What is required —
Your answer should consist of the lines in the data below that contain "FailAction".

Saved entries
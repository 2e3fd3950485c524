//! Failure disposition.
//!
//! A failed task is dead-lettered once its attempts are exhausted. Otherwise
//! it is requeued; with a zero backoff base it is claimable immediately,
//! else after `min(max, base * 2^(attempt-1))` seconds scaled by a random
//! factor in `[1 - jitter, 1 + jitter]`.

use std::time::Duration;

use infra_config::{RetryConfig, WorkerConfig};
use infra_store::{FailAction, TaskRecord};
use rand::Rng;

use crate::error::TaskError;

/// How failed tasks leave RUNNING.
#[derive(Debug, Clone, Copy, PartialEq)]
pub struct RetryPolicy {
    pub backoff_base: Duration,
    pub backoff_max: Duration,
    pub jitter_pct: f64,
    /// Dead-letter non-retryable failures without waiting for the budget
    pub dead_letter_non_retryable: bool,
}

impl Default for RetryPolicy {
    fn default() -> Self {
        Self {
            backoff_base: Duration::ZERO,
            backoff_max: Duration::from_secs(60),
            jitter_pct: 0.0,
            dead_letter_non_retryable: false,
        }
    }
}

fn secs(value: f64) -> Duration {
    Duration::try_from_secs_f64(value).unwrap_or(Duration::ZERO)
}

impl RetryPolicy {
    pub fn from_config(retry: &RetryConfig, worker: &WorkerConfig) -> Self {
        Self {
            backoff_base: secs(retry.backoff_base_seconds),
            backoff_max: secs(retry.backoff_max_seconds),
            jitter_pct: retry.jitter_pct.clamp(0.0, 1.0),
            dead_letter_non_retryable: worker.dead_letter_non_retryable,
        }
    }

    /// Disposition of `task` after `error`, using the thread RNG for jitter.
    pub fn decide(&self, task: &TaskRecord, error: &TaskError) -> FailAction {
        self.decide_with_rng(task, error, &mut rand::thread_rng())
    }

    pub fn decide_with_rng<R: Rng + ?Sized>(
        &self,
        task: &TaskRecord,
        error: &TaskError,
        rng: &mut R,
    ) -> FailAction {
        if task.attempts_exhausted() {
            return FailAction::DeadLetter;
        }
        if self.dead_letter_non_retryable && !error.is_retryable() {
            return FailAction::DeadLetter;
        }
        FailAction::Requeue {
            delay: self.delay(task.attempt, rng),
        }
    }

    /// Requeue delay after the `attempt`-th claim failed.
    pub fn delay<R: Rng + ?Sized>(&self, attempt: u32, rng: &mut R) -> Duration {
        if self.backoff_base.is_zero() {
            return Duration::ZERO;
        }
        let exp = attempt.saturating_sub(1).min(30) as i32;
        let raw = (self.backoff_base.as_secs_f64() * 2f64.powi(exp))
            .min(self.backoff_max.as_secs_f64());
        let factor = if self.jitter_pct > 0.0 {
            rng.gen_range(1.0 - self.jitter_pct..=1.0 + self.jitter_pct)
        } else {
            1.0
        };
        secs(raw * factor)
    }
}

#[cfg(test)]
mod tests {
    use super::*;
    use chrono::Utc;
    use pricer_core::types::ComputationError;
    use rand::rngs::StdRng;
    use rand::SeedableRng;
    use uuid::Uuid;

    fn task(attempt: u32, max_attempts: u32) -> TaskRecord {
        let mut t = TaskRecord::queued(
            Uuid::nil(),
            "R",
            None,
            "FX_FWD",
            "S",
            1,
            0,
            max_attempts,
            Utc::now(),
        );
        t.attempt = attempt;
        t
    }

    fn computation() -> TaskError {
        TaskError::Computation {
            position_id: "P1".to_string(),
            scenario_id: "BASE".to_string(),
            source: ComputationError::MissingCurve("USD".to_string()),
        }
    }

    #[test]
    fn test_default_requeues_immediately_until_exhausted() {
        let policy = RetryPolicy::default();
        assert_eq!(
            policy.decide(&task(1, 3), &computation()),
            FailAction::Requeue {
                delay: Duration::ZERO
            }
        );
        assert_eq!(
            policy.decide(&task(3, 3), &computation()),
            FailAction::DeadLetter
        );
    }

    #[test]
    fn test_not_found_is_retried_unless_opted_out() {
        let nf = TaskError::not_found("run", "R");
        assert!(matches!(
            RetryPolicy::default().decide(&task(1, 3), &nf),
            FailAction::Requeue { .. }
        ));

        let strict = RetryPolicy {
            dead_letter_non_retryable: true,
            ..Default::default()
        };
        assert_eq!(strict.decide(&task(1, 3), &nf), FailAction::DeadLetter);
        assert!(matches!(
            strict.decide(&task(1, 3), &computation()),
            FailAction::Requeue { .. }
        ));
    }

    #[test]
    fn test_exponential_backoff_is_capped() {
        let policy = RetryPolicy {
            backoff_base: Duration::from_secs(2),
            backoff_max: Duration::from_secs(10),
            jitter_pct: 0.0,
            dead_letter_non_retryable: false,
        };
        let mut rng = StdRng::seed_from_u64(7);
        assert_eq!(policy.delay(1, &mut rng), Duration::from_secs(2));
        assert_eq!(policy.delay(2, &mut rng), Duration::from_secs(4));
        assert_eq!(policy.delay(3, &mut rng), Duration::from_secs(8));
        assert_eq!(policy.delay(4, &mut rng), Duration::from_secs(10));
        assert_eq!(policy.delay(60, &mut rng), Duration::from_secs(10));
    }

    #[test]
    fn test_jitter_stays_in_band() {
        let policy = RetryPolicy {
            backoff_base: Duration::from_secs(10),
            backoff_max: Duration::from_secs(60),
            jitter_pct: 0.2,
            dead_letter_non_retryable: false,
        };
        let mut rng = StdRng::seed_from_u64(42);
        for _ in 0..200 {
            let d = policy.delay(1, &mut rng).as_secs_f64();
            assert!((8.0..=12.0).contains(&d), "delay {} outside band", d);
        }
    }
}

Expected answer —
use infra_store::{FailAction, TaskRecord};
    pub fn decide(&self, task: &TaskRecord, error: &TaskError) -> FailAction {
    ) -> FailAction {
            return FailAction::DeadLetter;
            return FailAction::DeadLetter;
        FailAction::Requeue {
            FailAction::Requeue {
            FailAction::DeadLetter
            FailAction::Requeue { .. }
        assert_eq!(strict.decide(&task(1, 3), &nf), FailAction::DeadLetter);
            FailAction::Requeue { .. }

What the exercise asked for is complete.